# Task to carry out
Tell how many lines in these records contain the string "Moved", with only the number as the reply.

# Records for this task
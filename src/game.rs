use anyhow::Result;
use rand::SeedableRng;
use rand::rngs::StdRng;
use tracing::{debug, info, warn};

use crate::board::Board;
use crate::config::Config;
use crate::grid::{Cell, Direction};
use crate::input::DirectionKeys;
use crate::snake::{Growth, Snake};

/// Outcome of one game frame.
#[derive(Copy, Clone, Debug, PartialEq, Eq)]
pub enum StepResult {
    Moved,
    Ate,
    Restarted,
    AteAndRestarted,
}

/// Everything one game instance owns. Each frame phase takes it explicitly.
pub struct GameState {
    config: Config,
    snake: Snake,
    board: Board,
    score: u32,
    restarts: u32,
    rng: StdRng,
}

impl GameState {
    /// Fails when `config` does not pass `Config::validate`.
    pub fn new(config: Config) -> Result<Self> {
        config.validate()?;
        let rng = match config.seed {
            Some(seed) => StdRng::seed_from_u64(seed),
            None => StdRng::from_entropy(),
        };
        Ok(Self::with_rng(config, rng))
    }

    fn with_rng(config: Config, rng: StdRng) -> Self {
        let snake = spawn_snake(&config);
        let board = Board::new(config.grid_width, config.grid_height);
        let mut game = Self { config, snake, board, score: 0, restarts: 0, rng };
        game.board.place_food(&mut game.rng, &game.snake, game.config.food_avoids_snake);
        game
    }

    pub fn config(&self) -> &Config {
        &self.config
    }

    pub fn snake(&self) -> &Snake {
        &self.snake
    }

    pub fn board(&self) -> &Board {
        &self.board
    }

    pub fn score(&self) -> u32 {
        self.score
    }

    /// Applies at most one turn from this frame's key presses.
    pub fn handle_input(&mut self, keys: DirectionKeys) {
        if let Some(dir) = keys.choose(self.snake.direction()) {
            self.snake.turn(dir);
        }
    }

    /// Movement and growth, then the food check, then the self-collision
    /// check. The two checks are independent.
    pub fn update(&mut self) -> StepResult {
        let (w, h) = (self.config.grid_width, self.config.grid_height);
        if self.snake.advance(w, h) == Growth::Capped {
            warn!(length = self.snake.len(), "snake at capacity, dropping owed growth");
        }

        let ate = self.board.has_food_at(self.snake.head());
        if ate {
            self.score += 1;
            self.snake.owe_segment();
            let food =
                self.board.place_food(&mut self.rng, &self.snake, self.config.food_avoids_snake);
            debug!(score = self.score, ?food, "food eaten");
        }

        let bit = self.snake.bites_itself();
        if bit {
            self.restart();
        }

        debug!(
            head = ?self.snake.head(),
            length = self.snake.len(),
            pending = self.snake.pending_growth(),
            "frame"
        );

        match (ate, bit) {
            (false, false) => StepResult::Moved,
            (true, false) => StepResult::Ate,
            (false, true) => StepResult::Restarted,
            (true, true) => StepResult::AteAndRestarted,
        }
    }

    /// One full game frame: input, then update.
    pub fn step(&mut self, keys: DirectionKeys) -> StepResult {
        self.handle_input(keys);
        self.update()
    }

    /// Rebuilds snake and board from scratch. Score survives only when
    /// `keep_score_on_restart` is set.
    pub fn restart(&mut self) {
        info!(
            score = self.score,
            length = self.snake.len(),
            restarts = self.restarts + 1,
            "snake bit itself, restarting"
        );
        self.snake = spawn_snake(&self.config);
        self.board = Board::new(self.config.grid_width, self.config.grid_height);
        self.board.place_food(&mut self.rng, &self.snake, self.config.food_avoids_snake);
        if !self.config.keep_score_on_restart {
            self.score = 0;
        }
        self.restarts += 1;
    }

    #[cfg(test)]
    pub(crate) fn set_snake(&mut self, snake: Snake) {
        self.snake = snake;
    }

    #[cfg(test)]
    pub(crate) fn set_food(&mut self, cell: Cell) {
        self.board.set_food(cell);
    }
}

fn spawn_snake(config: &Config) -> Snake {
    let center = Cell::new(config.grid_width / 2, config.grid_height / 2);
    Snake::new(
        center,
        config.initial_length,
        Direction::Right,
        config.max_length,
        config.grid_width,
        config.grid_height,
    )
}
use std::collections::HashMap;

use axum::{
    Json,
    extract::FromRequest,
    http::StatusCode,
    response::{IntoResponse, Response},
};
use serde::Serialize;

use crate::error::AppError;

/// JSON body whose rejections come back in the API's error shape.
#[derive(Debug, FromRequest)]
#[from_request(via(axum::Json), rejection(AppError))]
pub struct Payload<T>(pub T);

/// Urlencoded form body, for the page routes.
#[derive(Debug, FromRequest)]
#[from_request(via(axum::Form), rejection(AppError))]
pub struct FormPayload<T>(pub T);

/// Raw query string pairs; the query layer decides which ones matter.
pub type QueryParams = HashMap<String, String>;

pub fn ok<T: Serialize>(data: T) -> Response {
    (StatusCode::OK, Json(data)).into_response()
}

pub fn created<T: Serialize>(data: T) -> Response {
    (StatusCode::CREATED, Json(data)).into_response()
}

pub fn no_content() -> Response {
    StatusCode::NO_CONTENT.into_response()
}

#[derive(Debug, Clone, Copy, PartialEq, Eq)]
pub struct PageRequest {
    pub number: u32,
    pub size: u32,
}

impl PageRequest {
    /// Reads `?page=`; a missing page is the first one, anything unparseable is a 404.
    pub fn from_params(params: &QueryParams, size: u32) -> Result<Self, AppError> {
        let number = match params.get("page").map(|p| p.trim()) {
            None | Some("") => 1,
            Some(raw) => match raw.parse::<u32>() {
                Ok(n) if n >= 1 => n,
                _ => return Err(AppError::not_found("Invalid page.")),
            },
        };
        Ok(PageRequest { number, size })
    }

    pub fn limit(&self) -> u32 {
        self.size
    }

    pub fn offset(&self) -> u32 {
        (self.number - 1) * self.size
    }

    pub fn num_pages(&self, count: u64) -> u32 {
        let pages = count.div_ceil(u64::from(self.size));
        u32::try_from(pages.max(1)).unwrap_or(u32::MAX)
    }

    /// Page one always exists; past the end is a 404.
    pub fn check_in_range(&self, count: u64) -> Result<(), AppError> {
        if self.number > self.num_pages(count) {
            return Err(AppError::not_found("Invalid page."));
        }
        Ok(())
    }
}

#[derive(Debug, Serialize)]
pub struct Page<T> {
    pub count: u64,
    pub page: u32,
    pub num_pages: u32,
    pub next: Option<u32>,
    pub previous: Option<u32>,
    pub results: Vec<T>,
}

impl<T> Page<T> {
    pub fn new(request: PageRequest, count: u64, results: Vec<T>) -> Self {
        let num_pages = request.num_pages(count);
        Page {
            count,
            page: request.number,
            num_pages,
            next: (request.number < num_pages).then_some(request.number + 1),
            previous: (request.number > 1).then(|| request.number - 1),
            results,
        }
    }
}

#[cfg(test)]
mod tests {
    use super::*;

    fn params(pairs: &[(&str, &str)]) -> QueryParams {
        pairs.iter().map(|(k, v)| (k.to_string(), v.to_string())).collect()
    }

    #[test]
    fn page_defaults_to_first() {
        let page = PageRequest::from_params(&params(&[]), 10).unwrap();
        assert_eq!(page, PageRequest { number: 1, size: 10 });
        assert_eq!(page.offset(), 0);
    }

    #[test]
    fn invalid_pages_are_not_found() {
        assert!(PageRequest::from_params(&params(&[("page", "0")]), 10).is_err());
        assert!(PageRequest::from_params(&params(&[("page", "two")]), 10).is_err());

        let third = PageRequest::from_params(&params(&[("page", "3")]), 10).unwrap();
        assert_eq!(third.offset(), 20);
        assert!(third.check_in_range(21).is_ok());
        assert!(third.check_in_range(20).is_err());
    }

    #[test]
    fn empty_collections_still_have_one_page() {
        let first = PageRequest { number: 1, size: 10 };
        assert!(first.check_in_range(0).is_ok());
        let page: Page<i32> = Page::new(first, 0, vec![]);
        assert_eq!(page.num_pages, 1);
        assert_eq!(page.next, None);
        assert_eq!(page.previous, None);
    }

    #[test]
    fn envelope_links_neighbouring_pages() {
        let page = Page::new(PageRequest { number: 2, size: 10 }, 25, vec![1, 2, 3]);
        assert_eq!(page.num_pages, 3);
        assert_eq!(page.next, Some(3));
        assert_eq!(page.previous, Some(1));
    }
}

# Output
2